Comments, In Focus

Democracy vs. violence

Likewise, homicide and battlefield deaths are dropping all the time worldwide, and there are specific characteristics of the countries (mostly in Western Europe) that exhibit this decline in violence.

 

Nigel Pocock

 

For hundreds of years violence has been dropping, even if there are huge spikes in the downward graph caused by two ‘world wars’, the Taiping revolt, and others.

The highest rates of violence are in ‘non-state’ regions where self-help justice and revenge-based honour dictate how people relate to each other. How is this?

First, we need to understand that this drop is relative to world population. Regarding slavery, for example, there are more slaves today than ever, but relative to the eight-fold increase in world population since 1800, less slaves than ever.

Moreover, these are mostly not caste or hereditary, but time-limited [sex]slaves, and a national economy would not collapse if this traffic were abolished (as in the Caribbean in the past).

Likewise, homicide and battlefield deaths are dropping all the time worldwide, and there are specific characteristics of the countries (mostly in Western Europe) that exhibit this decline in violence.

Conversely, other countries, concentrated mainly in the Middle East, with Islamic cultures, Pinker argues, show the opposite.

Is this Islamophobia? Pinker thinks not: it is born out by figures.

A fifth of the world’s population is Muslim, and about a quarter of the world’s countries have a Muslim majority, yet more than half of the armed conflicts in 2008 involved either Muslim countries of insurgents.

Muslim countries were the last to abolish slavery, with Qatar in 1952, Saudi Arabia and Yemen in 1962, and Mauritania in 1980. Modern trafficking is today mostly Islamic. Of identifiable terrorists (in 2008), two-thirds were Sunni Muslims.

Only a quarter of Islamic countries ‘elect’ their governments. About 75% of Muslim countries execute criminals (33% elsewhere).

What then are the positive characteristics of countries where violence is dropping? These are democracy, stable government, the rule of law, women’s rights, free trade, universal education, and many more, including animal rights.

This includes the erosion of the distance between in-groups and out-groups, which is what causes tensions, violence and wars.

By way of testing Pinker’s research findings within my own field, I decided to apply it to a comparison of the mortality rates of slaves shipped by Britain and France over a 100 year period.
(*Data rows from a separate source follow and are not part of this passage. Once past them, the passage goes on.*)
//! env-injector - mutating admission webhook that injects environment variables into pods
//!
//! The Kubernetes API server calls this webhook before persisting a Pod. Pods
//! that opt in (directly through an annotation, or through a label on their
//! namespace) get a configured set of environment variables appended to every
//! container and init-container, without overriding variables the pod already
//! defines.
//!
//! # Architecture
//!
//! - The webhook adapter decodes the `AdmissionReview` and guards the resource type
//! - The mutation policy decides whether the pod should be injected
//! - The patch engine injects into a copy of the pod and diffs it into a JSON Patch
//!
//! # Modules
//!
//! - [`config`] - Injection set loading and the hot-reloadable shared handle
//! - [`policy`] - Mutation decision and the namespace lookup collaborator
//! - [`patch`] - Environment injection and JSON Patch generation
//! - [`webhook`] - Axum router and AdmissionReview handling
//! - [`error`] - Error types for the webhook

#![deny(missing_docs)]

pub mod config;
pub mod error;
pub mod patch;
pub mod policy;
pub mod webhook;

pub use error::Error;

/// Result type alias using our custom Error type
pub type Result<T> = std::result::Result<T, Error>;

// =============================================================================
// Reserved Keys
// =============================================================================
// Annotation keys are shared between the policy (which reads them) and the
// patch engine (which writes the status key). The inject key is also read as
// a namespace label.

/// Annotation (and namespace label) requesting injection
pub const INJECT_ANNOTATION: &str = "env-injector-webhook.hardt.io/inject";

/// Annotation recording that a pod has already been processed
pub const STATUS_ANNOTATION: &str = "env-injector-webhook.hardt.io/status";

/// Value of [`STATUS_ANNOTATION`] once a pod has been injected
pub const STATUS_INJECTED: &str = "injected";

// =============================================================================
// Default Configuration Constants
// =============================================================================

/// Default path of the injection config file (mounted from a ConfigMap)
pub const DEFAULT_CONFIG_PATH: &str = "/etc/webhook/config/envvarconfig.yaml";

/// Default port for the webhook HTTPS server
pub const DEFAULT_WEBHOOK_PORT: u16 = 443;

/// Path the MutatingWebhookConfiguration points at
pub const MUTATE_PODS_PATH: &str = "/mutating-pods";
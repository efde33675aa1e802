//! Mutating Admission Webhook for env-injector
//!
//! This module provides the HTTP surface the API server calls for Pod
//! create/update operations. The handler only translates between
//! `AdmissionReview` envelopes and the core:
//! - [`crate::policy`] decides whether the pod opts in
//! - [`crate::patch`] computes the JSON Patch
//!
//! TLS termination and binding happen in the binary.

pub mod pods;

use std::sync::Arc;

use axum::{
    routing::{get, post},
    Router,
};

use crate::config::SharedInjectionSet;
use crate::policy::NamespaceLookup;
use crate::MUTATE_PODS_PATH;

/// Shared state for webhook handlers
#[derive(Clone)]
pub struct WebhookState {
    /// Current injection set, reloadable from its source file
    pub injection: SharedInjectionSet,
    /// Namespace label lookup used when the pod expresses no preference
    pub namespaces: Arc<dyn NamespaceLookup>,
    /// Re-read the injection config before each mutation
    pub reload_on_mutate: bool,
}

impl WebhookState {
    /// Create a new webhook state; reload-on-mutate is enabled by default
    pub fn new(injection: SharedInjectionSet, namespaces: Arc<dyn NamespaceLookup>) -> Self {
        Self {
            injection,
            namespaces,
            reload_on_mutate: true,
        }
    }

    /// Enable or disable re-reading the injection config before each mutation
    pub fn with_reload_on_mutate(mut self, enabled: bool) -> Self {
        self.reload_on_mutate = enabled;
        self
    }
}

/// Create the webhook router with all mutation endpoints
///
/// Currently supports:
/// - POST /mutating-pods - Inject environment variables into Pods
/// - GET /healthz - Liveness probe
pub fn webhook_router(state: Arc<WebhookState>) -> Router {
    Router::new()
        .route(MUTATE_PODS_PATH, post(pods::mutate_handler))
        .route("/healthz", get(|| async { "ok" }))
        .with_state(state)
}
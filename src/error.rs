//! Error types for the env-injector webhook

use thiserror::Error;

/// Main error type for env-injector operations
#[derive(Debug, Error)]
#[non_exhaustive]
pub enum Error {
    /// Kubernetes API error
    #[error("kubernetes error: {0}")]
    Kube(#[from] kube::Error),

    /// Injection config could not be read or parsed
    #[error("config error: {0}")]
    Config(String),

    /// Namespace lookup failed for a reason other than an API error
    #[error("namespace lookup error: {0}")]
    Lookup(String),

    /// Serialization/deserialization error
    #[error("serialization error: {0}")]
    Serialization(String),

    /// JSON patch could not be attached to the admission response
    #[error("patch error: {0}")]
    Patch(String),

    /// Inbound AdmissionReview envelope could not be decoded
    #[error("invalid admission review: {0}")]
    Envelope(String),
}

impl Error {
    /// Create a config error with the given message
    pub fn config(msg: impl Into<String>) -> Self {
        Self::Config(msg.into())
    }

    /// Create a namespace lookup error with the given message
    pub fn lookup(msg: impl Into<String>) -> Self {
        Self::Lookup(msg.into())
    }

    /// Create a serialization error with the given message
    pub fn serialization(msg: impl Into<String>) -> Self {
        Self::Serialization(msg.into())
    }

    /// Create a patch error with the given message
    pub fn patch(msg: impl Into<String>) -> Self {
        Self::Patch(msg.into())
    }

    /// Create an envelope decode error with the given message
    pub fn envelope(msg: impl Into<String>) -> Self {
        Self::Envelope(msg.into())
    }
}

impl From<serde_json::Error> for Error {
    fn from(e: serde_json::Error) -> Self {
        Self::Serialization(e.to_string())
    }
}
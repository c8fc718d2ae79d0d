//! Volume metadata schema.
//!
//! A volume has no record of its own: it is a backing container carrying
//! the marker label below. Everything the driver needs to know later
//! (ownership, publish target) is read back from those labels.

use serde::{Deserialize, Serialize};
use std::collections::HashMap;

/// Version stamped on every backing container this driver creates.
pub const VERSION_MARKER: &str = "0.2";

/// Marker label; its presence makes a container driver-owned.
pub const LABEL_VERSION: &str = "com.docker.imagefs.version";

/// Optional image reference the volume is committed to on removal.
pub const LABEL_TARGET: &str = "com.docker.imagefs.target";

/// Volume scope reported by `Capabilities`.
pub const SCOPE_LOCAL: &str = "local";

/// Labels carried by a backing container.
#[derive(Debug, Clone, Default, PartialEq, Eq)]
pub struct VolumeLabels {
    /// Marker value; `None` for containers this driver does not own
    pub version: Option<String>,
    /// Commit/publish target
    pub target: Option<String>,
}

impl VolumeLabels {
    /// Labels for a freshly created volume.
    pub fn new(target: Option<&str>) -> Self {
        Self {
            version: Some(VERSION_MARKER.to_string()),
            target: target.map(str::to_string),
        }
    }

    /// Read the schema out of a container's label map.
    pub fn from_labels(labels: &HashMap<String, String>) -> Self {
        Self {
            version: labels.get(LABEL_VERSION).cloned(),
            target: labels.get(LABEL_TARGET).cloned(),
        }
    }

    /// Render as a runtime label map.
    pub fn to_labels(&self) -> HashMap<String, String> {
        let mut labels = HashMap::new();
        if let Some(ref version) = self.version {
            labels.insert(LABEL_VERSION.to_string(), version.clone());
        }
        if let Some(ref target) = self.target {
            labels.insert(LABEL_TARGET.to_string(), target.clone());
        }
        labels
    }

    pub fn is_driver_owned(&self) -> bool {
        self.version.is_some()
    }
}

/// Options accepted by `create`.
#[derive(Debug, Clone, PartialEq, Eq)]
pub struct CreateOptions {
    pub source: String,
    pub target: Option<String>,
    pub platform: Option<String>,
}

impl CreateOptions {
    pub const SOURCE: &'static str = "source";
    pub const TARGET: &'static str = "target";
    pub const PLATFORM: &'static str = "platform";

    /// Extract options from a request's option map.
    ///
    /// Returns `None` when `source` is absent or blank.
    pub fn from_opts(opts: &HashMap<String, String>) -> Option<Self> {
        let source = opts
            .get(Self::SOURCE)
            .map(|s| s.trim())
            .filter(|s| !s.is_empty())?;
        Some(Self {
            source: source.to_string(),
            target: non_empty(opts.get(Self::TARGET)),
            platform: non_empty(opts.get(Self::PLATFORM)),
        })
    }
}

fn non_empty(value: Option<&String>) -> Option<String> {
    value
        .map(|s| s.trim())
        .filter(|s| !s.is_empty())
        .map(str::to_string)
}

/// A resolved volume as reported by `get`.
#[derive(Debug, Clone, PartialEq, Eq, Serialize, Deserialize)]
pub struct VolumeInfo {
    pub name: String,
    pub mountpoint: String,
}

/// Re-root a host-absolute merged directory so it resolves from a process
/// whose root filesystem sits `depth` levels below the host root.
pub fn host_relative_mountpoint(merged_dir: &str, depth: usize) -> String {
    let mut path = "../".repeat(depth);
    path.push_str(merged_dir.trim_start_matches('/'));
    path
}
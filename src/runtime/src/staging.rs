//! Helper binary staging.
//!
//! Backing containers run a placeholder process instead of the image's own
//! entrypoint. The executable lives on the host in a directory that is bound
//! into every backing container.

use std::fs;
use std::os::unix::fs::PermissionsExt;
use std::path::{Path, PathBuf};

use imagefs_core::config::DriverConfig;
use imagefs_core::error::{ImagefsError, Result};

/// A helper binary ready to be bound into backing containers.
#[derive(Debug, Clone, PartialEq, Eq)]
pub struct StagedHelper {
    /// Host directory holding the helper
    pub host_dir: PathBuf,
    /// Where `host_dir` appears inside a backing container
    pub container_dir: String,
    /// File name of the helper
    pub file_name: String,
}

impl StagedHelper {
    /// Describe an already staged helper without touching the filesystem.
    pub fn new(host_dir: impl Into<PathBuf>, container_dir: &str, file_name: &str) -> Self {
        Self {
            host_dir: host_dir.into(),
            container_dir: container_dir.trim_end_matches('/').to_string(),
            file_name: file_name.to_string(),
        }
    }

    /// Copy `config.helper_source` into `config.runtime_dir`.
    pub fn stage(config: &DriverConfig) -> Result<Self> {
        let helper = Self::new(
            &config.runtime_dir,
            &config.container_runtime_dir,
            &config.helper_name,
        );
        helper.install(&config.helper_source)?;
        Ok(helper)
    }

    pub fn host_path(&self) -> PathBuf {
        self.host_dir.join(&self.file_name)
    }

    /// Entrypoint of a backing container.
    pub fn entrypoint(&self) -> Vec<String> {
        vec![format!("{}/{}", self.container_dir, self.file_name)]
    }

    /// Writable bind of the helper directory.
    pub fn bind(&self) -> String {
        format!("{}:{}", self.host_dir.display(), self.container_dir)
    }

    fn install(&self, source: &Path) -> Result<()> {
        if !source.is_file() {
            return Err(ImagefsError::Config(format!(
                "helper binary not found at {}",
                source.display()
            )));
        }

        fs::create_dir_all(&self.host_dir).map_err(|e| {
            ImagefsError::Config(format!(
                "failed to create {}: {}",
                self.host_dir.display(),
                e
            ))
        })?;

        let dest = self.host_path();
        if dest.exists() && is_up_to_date(source, &dest)? {
            tracing::debug!(dest = %dest.display(), "Helper binary is up to date");
            return Ok(());
        }

        tracing::info!(
            src = %source.display(),
            dest = %dest.display(),
            "Staging helper binary"
        );

        fs::copy(source, &dest)?;

        let mut perms = fs::metadata(&dest)?.permissions();
        perms.set_mode(0o755);
        fs::set_permissions(&dest, perms)?;

        Ok(())
    }
}

fn is_up_to_date(source: &Path, dest: &Path) -> Result<bool> {
    let src_meta = fs::metadata(source)?;
    let dst_meta = fs::metadata(dest)?;
    if src_meta.len() != dst_meta.len() {
        return Ok(false);
    }
    match (src_meta.modified(), dst_meta.modified()) {
        (Ok(src_mtime), Ok(dst_mtime)) => Ok(src_mtime <= dst_mtime),
        _ => Ok(false),
    }
}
The hypothesis suggested that movements towards increased democracy, humaritarian concern, more open government, education and the press, would favour Britain.

This proved to be the case. The Middle Passage did not shorten, so it is unlikely that this can account for the improved mortality.

Moves towards stable and open government, prompted by Dissenters (mainly Quakers and Evangelicals), is likely to have been an important factor in driving prosocial change in England before France, and hence receptivity to better treatment and death rates of slaves.

It was arguably the beginning of the human rights movement in England. In the period above, England’s 222 capital offences were reduced to 4. The good news is that, counter-intuitively, violence worldwide is dropping. But this is no reason for complacency. There is a need for the franchise to be open to all, regardless of social class, gender, culture and race. As this happens, so the dynamics of education, health, openness and a prosocial society free of violence and tyranny will emerge.